Even if he had not been OJ's lawyer he would have remained disbarred and in
fact the only reason anyone knows or cares about him is because of his role in
defending that particular murderer.

------
danso
Maybe the link should be changed to the original article? The WaPo version is
just a recap of this Town and Country feature:
[http://www.townandcountrymag.com/society/a10284185/f-lee-
bai...](http://www.townandcountrymag.com/society/a10284185/f-lee-bailey-oj-
lawyer-interview/)

------
dragonwriter
Seems to me painfully obvious that he isn't being punished for being on the
Simpson team, but because he refuses to give disciplinary authorities any
reason to believe he recognizes, has learned from, and would not repeat the
errors for which he was disbarred.

Even acknowledging the fairly obvious error (if one accepts his account of
events) of _not having a substantial revision to the documented, signed fee
arrangement itself documented and signed_ would probably go a long way.

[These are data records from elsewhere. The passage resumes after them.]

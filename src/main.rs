//! edit-review entry point.
//!
//! Loads a dataset of suggested section edits and walks a reviewer through
//! them in the terminal, uploading each finished review to the configured
//! store.

use std::io::{self, Write};
use std::path::{Path, PathBuf};
use std::sync::Arc;

use anyhow::{Context, Result, anyhow};
use clap::{Parser, Subcommand};

use edit_review::application::review::highlight;
use edit_review::data::load_dataset_file;
use edit_review::infra::app_config::{self, AppConfig, StorageBackend};
use edit_review::infra::sink::ObjectStoreSink;
use edit_review::ui::app::{Action, DatasetAction, ReviewApp};
use edit_review::ui::terminal;

#[derive(Parser, Debug)]
#[command(name = "edit-review")]
#[command(version)]
#[command(about = "Review suggested Wikipedia section edits", long_about = None)]
struct Args {
    /// Config file (defaults to EDIT_REVIEW_CONFIG_PATH or the data dir)
    #[arg(long, global = true)]
    config: Option<PathBuf>,

    /// Storage backend override (gcs, local, memory)
    #[arg(long, global = true)]
    backend: Option<StorageBackend>,

    #[command(subcommand)]
    command: Option<Commands>,
}

#[derive(Subcommand, Debug)]
enum Commands {
    /// Interactive review session
    Review {
        /// Dataset to load on start
        file: Option<PathBuf>,
    },

    /// Print the entries of a dataset
    List { file: PathBuf },

    /// Print the highlighted before/after of one entry
    Diff {
        file: PathBuf,
        /// Entry uid (defaults to the first entry)
        #[arg(long)]
        uid: Option<String>,
    },

    /// Write a default config file if none exists
    InitConfig,
}

fn main() -> Result<()> {
    env_logger::Builder::from_env(env_logger::Env::default().default_filter_or("info")).init();

    let args = Args::parse();
    match args.command.unwrap_or(Commands::Review { file: None }) {
        Commands::Review { file } => {
            let config = load_config(args.config.as_deref(), args.backend)?;
            review(&config, file)
        }
        Commands::List { file } => list(&file),
        Commands::Diff { file, uid } => diff(&file, uid.as_deref()),
        Commands::InitConfig => init_config(args.config),
    }
}

fn load_config(
    explicit: Option<&Path>,
    backend: Option<StorageBackend>,
) -> Result<AppConfig> {
    let mut config = app_config::load_config(explicit)?;
    if let Some(backend) = backend {
        log::info!("Storage backend overridden to {backend}");
        config.storage.backend = backend;
    }
    Ok(config)
}

fn review(config: &AppConfig, file: Option<PathBuf>) -> Result<()> {
    let sink = ObjectStoreSink::from_config(&config.storage)
        .with_context(|| format!("Failed to set up {} storage", config.storage.backend))?;
    let mut app = ReviewApp::new(Arc::new(sink), config.storage.prefix.clone());

    if let Some(path) = file {
        app.dispatch(Action::Dataset(DatasetAction::OpenFile(path)));
    }

    let stdin = io::stdin();
    let stdout = io::stdout();
    terminal::run_session(&mut app, stdin.lock(), stdout.lock())
}

fn list(file: &Path) -> Result<()> {
    let loaded = load_dataset_file(file)
        .with_context(|| format!("Failed to load {}", file.display()))?;
    let mut out = io::stdout().lock();
    for entry in loaded.store.iter() {
        let reviewed = if entry.is_reviewed() { " (reviewed)" } else { "" };
        writeln!(out, "{:<10} {}{reviewed}", entry.uid, entry.label())?;
    }
    Ok(())
}

fn diff(file: &Path, uid: Option<&str>) -> Result<()> {
    let loaded = load_dataset_file(file)
        .with_context(|| format!("Failed to load {}", file.display()))?;
    let uid = match uid {
        Some(uid) => uid,
        None => loaded
            .store
            .first_uid()
            .ok_or_else(|| anyhow!("Dataset has no entries"))?,
    };
    let entry = loaded
        .store
        .get(uid)
        .ok_or_else(|| anyhow!("Entry not found: {uid}"))?;

    let (before, after) = highlight(&entry.original_section, &entry.agent_updated_section);
    let mut out = io::stdout().lock();
    writeln!(out, "{}", entry.label())?;
    writeln!(out, "Before: {before}")?;
    writeln!(out, "After:  {after}")?;
    Ok(())
}

fn init_config(explicit: Option<PathBuf>) -> Result<()> {
    let path = explicit.unwrap_or_else(app_config::config_path);
    if path.exists() {
        println!("Config already exists at {}", path.display());
        return Ok(());
    }
    app_config::save_config(&AppConfig::default(), &path)
        .with_context(|| format!("Failed to write {}", path.display()))?;
    println!("Wrote default config to {}", path.display());
    Ok(())
}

If you can't acknowledge that you did the wrong thing (only that you were
found the have done so), at least acknowledge the giant slip-up as a lawyer
that _resulted_ in you being judged to have done the wrong thing and show
you've learned from it, since it's the kind of slip-up that could get your
_client_ nailed for wrongdoing that they are innocent of, were you readmitted
to practice.

------
Overtonwindow
What a shame. An end to a great legal career. I can't pass judgement on his
faults, crimes, real or accused, but he did leave a very interesting life, and
had a fascinating legal career.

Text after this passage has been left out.